## Collected data
____
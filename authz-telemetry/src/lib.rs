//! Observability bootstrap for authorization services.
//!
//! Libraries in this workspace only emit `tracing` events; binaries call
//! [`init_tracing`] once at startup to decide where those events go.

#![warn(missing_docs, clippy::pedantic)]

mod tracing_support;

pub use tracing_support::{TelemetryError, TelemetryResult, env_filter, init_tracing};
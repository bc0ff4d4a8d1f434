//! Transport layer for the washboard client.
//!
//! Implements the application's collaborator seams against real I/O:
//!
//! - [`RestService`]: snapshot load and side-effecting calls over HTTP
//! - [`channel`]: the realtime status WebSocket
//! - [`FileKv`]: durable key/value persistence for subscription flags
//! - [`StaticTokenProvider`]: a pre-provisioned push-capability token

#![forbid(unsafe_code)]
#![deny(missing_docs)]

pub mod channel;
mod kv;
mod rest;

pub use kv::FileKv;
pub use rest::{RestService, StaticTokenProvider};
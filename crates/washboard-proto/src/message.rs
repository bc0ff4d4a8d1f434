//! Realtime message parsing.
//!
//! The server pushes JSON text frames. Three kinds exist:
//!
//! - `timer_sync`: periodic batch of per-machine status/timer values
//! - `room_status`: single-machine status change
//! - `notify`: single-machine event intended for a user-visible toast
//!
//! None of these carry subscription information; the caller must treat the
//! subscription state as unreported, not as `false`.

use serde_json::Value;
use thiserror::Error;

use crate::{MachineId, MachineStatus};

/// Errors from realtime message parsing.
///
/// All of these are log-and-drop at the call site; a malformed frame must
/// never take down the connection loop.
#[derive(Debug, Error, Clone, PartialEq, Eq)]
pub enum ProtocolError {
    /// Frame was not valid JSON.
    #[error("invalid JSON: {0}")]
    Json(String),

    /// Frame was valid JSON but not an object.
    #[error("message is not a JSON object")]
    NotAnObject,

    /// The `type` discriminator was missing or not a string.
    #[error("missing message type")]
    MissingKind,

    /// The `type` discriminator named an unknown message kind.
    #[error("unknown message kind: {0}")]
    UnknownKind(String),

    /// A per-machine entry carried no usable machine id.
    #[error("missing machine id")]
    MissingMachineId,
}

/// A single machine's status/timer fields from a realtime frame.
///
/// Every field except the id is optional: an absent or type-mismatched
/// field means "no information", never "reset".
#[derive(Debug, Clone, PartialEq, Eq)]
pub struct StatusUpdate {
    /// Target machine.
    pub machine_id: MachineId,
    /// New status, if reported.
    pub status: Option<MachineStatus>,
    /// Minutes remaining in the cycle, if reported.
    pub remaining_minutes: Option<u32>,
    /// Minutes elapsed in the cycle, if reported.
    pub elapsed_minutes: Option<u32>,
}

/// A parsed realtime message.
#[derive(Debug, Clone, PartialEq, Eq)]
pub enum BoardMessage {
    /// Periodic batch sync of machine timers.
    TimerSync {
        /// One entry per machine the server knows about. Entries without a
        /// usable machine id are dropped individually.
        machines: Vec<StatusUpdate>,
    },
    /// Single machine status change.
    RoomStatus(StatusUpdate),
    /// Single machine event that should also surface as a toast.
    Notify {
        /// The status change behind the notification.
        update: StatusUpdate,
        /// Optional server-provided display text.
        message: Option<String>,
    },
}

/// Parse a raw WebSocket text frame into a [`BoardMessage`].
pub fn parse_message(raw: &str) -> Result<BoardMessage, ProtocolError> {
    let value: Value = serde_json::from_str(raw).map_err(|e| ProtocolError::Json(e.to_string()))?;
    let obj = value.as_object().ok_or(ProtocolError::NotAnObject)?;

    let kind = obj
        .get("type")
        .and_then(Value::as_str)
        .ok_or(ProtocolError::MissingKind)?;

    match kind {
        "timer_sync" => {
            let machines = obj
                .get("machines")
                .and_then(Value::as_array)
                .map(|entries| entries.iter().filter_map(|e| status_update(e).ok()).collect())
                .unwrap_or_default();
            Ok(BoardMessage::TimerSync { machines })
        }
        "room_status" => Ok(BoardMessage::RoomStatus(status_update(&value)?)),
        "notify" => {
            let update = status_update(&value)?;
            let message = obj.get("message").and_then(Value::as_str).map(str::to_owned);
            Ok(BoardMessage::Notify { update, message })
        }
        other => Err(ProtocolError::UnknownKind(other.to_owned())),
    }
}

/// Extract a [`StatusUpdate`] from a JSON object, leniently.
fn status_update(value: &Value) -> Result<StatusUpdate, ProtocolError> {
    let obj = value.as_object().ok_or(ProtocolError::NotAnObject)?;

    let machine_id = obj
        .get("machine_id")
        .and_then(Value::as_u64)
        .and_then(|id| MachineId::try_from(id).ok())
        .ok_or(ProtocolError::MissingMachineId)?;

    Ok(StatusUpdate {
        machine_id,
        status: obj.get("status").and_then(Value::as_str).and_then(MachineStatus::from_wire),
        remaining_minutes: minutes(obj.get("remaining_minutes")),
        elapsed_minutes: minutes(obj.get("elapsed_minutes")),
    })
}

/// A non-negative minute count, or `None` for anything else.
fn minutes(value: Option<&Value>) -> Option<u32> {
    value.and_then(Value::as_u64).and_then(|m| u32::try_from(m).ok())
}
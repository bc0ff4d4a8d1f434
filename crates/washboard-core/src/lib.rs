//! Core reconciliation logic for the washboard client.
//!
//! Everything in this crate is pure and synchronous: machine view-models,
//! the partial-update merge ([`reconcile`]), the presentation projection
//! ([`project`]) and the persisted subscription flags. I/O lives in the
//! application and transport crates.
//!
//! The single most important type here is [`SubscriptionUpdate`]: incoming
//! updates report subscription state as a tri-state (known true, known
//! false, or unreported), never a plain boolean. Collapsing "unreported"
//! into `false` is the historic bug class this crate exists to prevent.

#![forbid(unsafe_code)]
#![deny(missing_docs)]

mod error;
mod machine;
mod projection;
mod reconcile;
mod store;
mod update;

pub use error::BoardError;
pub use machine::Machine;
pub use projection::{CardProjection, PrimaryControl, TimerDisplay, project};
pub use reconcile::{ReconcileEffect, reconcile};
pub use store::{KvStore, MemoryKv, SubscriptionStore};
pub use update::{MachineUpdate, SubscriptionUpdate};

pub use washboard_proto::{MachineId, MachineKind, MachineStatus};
____
## What the exercise asks
All lines of the records above that carry the word "change" should be listed.

## Response
//! - `room_status`: single-machine status change
    /// Single machine status change.
        /// The status change behind the notification.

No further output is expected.